Sapanca Tren İstasyonu, kuruluşundan bu yana sadece bir ulaşım noktası değil aynı zamanda yaşanmış hayat hikayelerinin eşsiz mekanı olmuştur. Bu sebeple, bir anıt niteliği taşır. Ancak daha da önemlisi, yeni hikayelerin başlaması için Yüksek Hızlı Tren istasyonunun da Sapanca’ya gelmesini istiyoruz. Bahadır OZAN, Sapanca INFO okurları için paylaştı.
Foto: 2 Haziran 1890 – İzmit-Adapazarı Demiryolu Hattı Açılış Töreni – Sapanca (Kaynak: SATSO)

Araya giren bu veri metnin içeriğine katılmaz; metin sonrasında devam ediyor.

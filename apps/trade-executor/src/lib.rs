// Allow unwrap/expect in tests - tests should panic on unexpected errors
// Allow test-specific patterns and pedantic lints in test code
#![cfg_attr(
    test,
    allow(
        clippy::unwrap_used,
        clippy::expect_used,
        clippy::float_cmp,
        clippy::significant_drop_tightening,
        clippy::too_many_lines,
        clippy::match_same_arms,
        clippy::needless_pass_by_value,
        clippy::needless_collect,
        clippy::option_if_let_else,
        clippy::default_trait_access,
        clippy::items_after_statements,
        clippy::or_fun_call
    )
)]

//! Trade Executor - Rust Core Library
//!
//! Turns a confirmed batch of long equity trade plans into broker actions:
//! a market buy, a monitored fill and a stop-loss/target GTT protecting the
//! position.
//!
//! # Architecture (Clean Architecture + DDD + Hexagonal)
//!
//! ## Layers (inside → outside)
//!
//! - **Domain**: Core business logic (pure, no I/O)
//!   - `market_hours`: Exchange trading window gate
//!   - `position_sizing`: Proposal normalization, risk sizing, exposure scaling
//!   - `protection`: Tagged stop-loss/target contingent orders
//!   - `trade_lifecycle`: Lifecycle phases, events, execution records
//!
//! - **Application**: Use cases and orchestration
//!   - `ports`: `BrokerGateway`, `ExecutionObserver`, `ExecutionStorePort`, `ClockPort`
//!   - `services`: `ContingentOrderPlacer`
//!   - `use_cases`: `TradeLifecycleOrchestrator`, `BatchExecutionUseCase`
//!   - `dto`: Prepared batches and status reports
//!
//! - **Infrastructure**: Adapters (implementations)
//!   - `broker`: Kite Connect adapter
//!   - `persistence`: In-memory batch and event store
//!   - `observers`: Store-backed event observer with live broadcast
//!
//! - **Config**: YAML configuration with environment interpolation
//! - **Observability**: Prometheus metrics

#![forbid(unsafe_code)]
#![warn(missing_docs)]
#![warn(clippy::pedantic)]

// =============================================================================
// Clean Architecture Layers
// =============================================================================

/// Domain layer - Core business logic with no external dependencies.
pub mod domain;

/// Application layer - Use cases and port definitions.
pub mod application;

/// Infrastructure layer - Adapters and external integrations.
pub mod infrastructure;

// =============================================================================
// Cross-cutting
// =============================================================================

/// Configuration loading and validation.
pub mod config;

/// Metrics instrumentation.
pub mod observability;

// =============================================================================
// Re-exports from Clean Architecture
// =============================================================================

// Domain re-exports
pub use domain::market_hours::{MarketHoursConfig, MarketHoursGate, MarketSession};
pub use domain::position_sizing::{
    ExposureScaler, PortfolioMetrics, RiskSizer, SizedPlan, TradePlan, TradeProposal,
};
pub use domain::protection::{ContingentLeg, ContingentOrder, ContingentOrderBuilder, LegKind};
pub use domain::shared::{BrokerOrderId, ContingentOrderId, CorrelationId, DomainError, Symbol};
pub use domain::trade_lifecycle::{
    ExecutionEvent, ExecutionRecord, FailureKind, LifecycleError, LifecyclePhase,
};

// Application re-exports
pub use application::dto::{BatchStatusReport, PreparedBatch, QuantityOverride};
pub use application::ports::{
    BrokerError, BrokerGateway, ExecutionContext, ExecutionObserver, ExecutionStorePort,
    NoOpObserver, SessionCredential,
};
pub use application::services::ContingentOrderPlacer;
pub use application::use_cases::{
    BatchError, BatchExecutionUseCase, BatchSettings, LifecycleSettings,
    TradeLifecycleOrchestrator,
};

// Infrastructure re-exports
pub use infrastructure::broker::kite::{KiteBrokerAdapter, KiteConfig, KiteError};
pub use infrastructure::observers::StoreObserver;
pub use infrastructure::persistence::InMemoryExecutionStore;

YHT Taşımacılık, Sapanca’ya odaklanan yeni bir reklam kampanyası başlattı. Ancak, bu kampanyadan anladığımız kadarıyla, YHT Taşımacılığın Sapanca ve tren istasyonunun bizim için ne kadar önemli olduğunu anlamadıkları anlaşılıyor. Bu nedenle, hem kendilerini hem de kamuoyunu bilgilendirmek amacıyla daha açıklayıcı bir iletişim kurmak istiyoruz.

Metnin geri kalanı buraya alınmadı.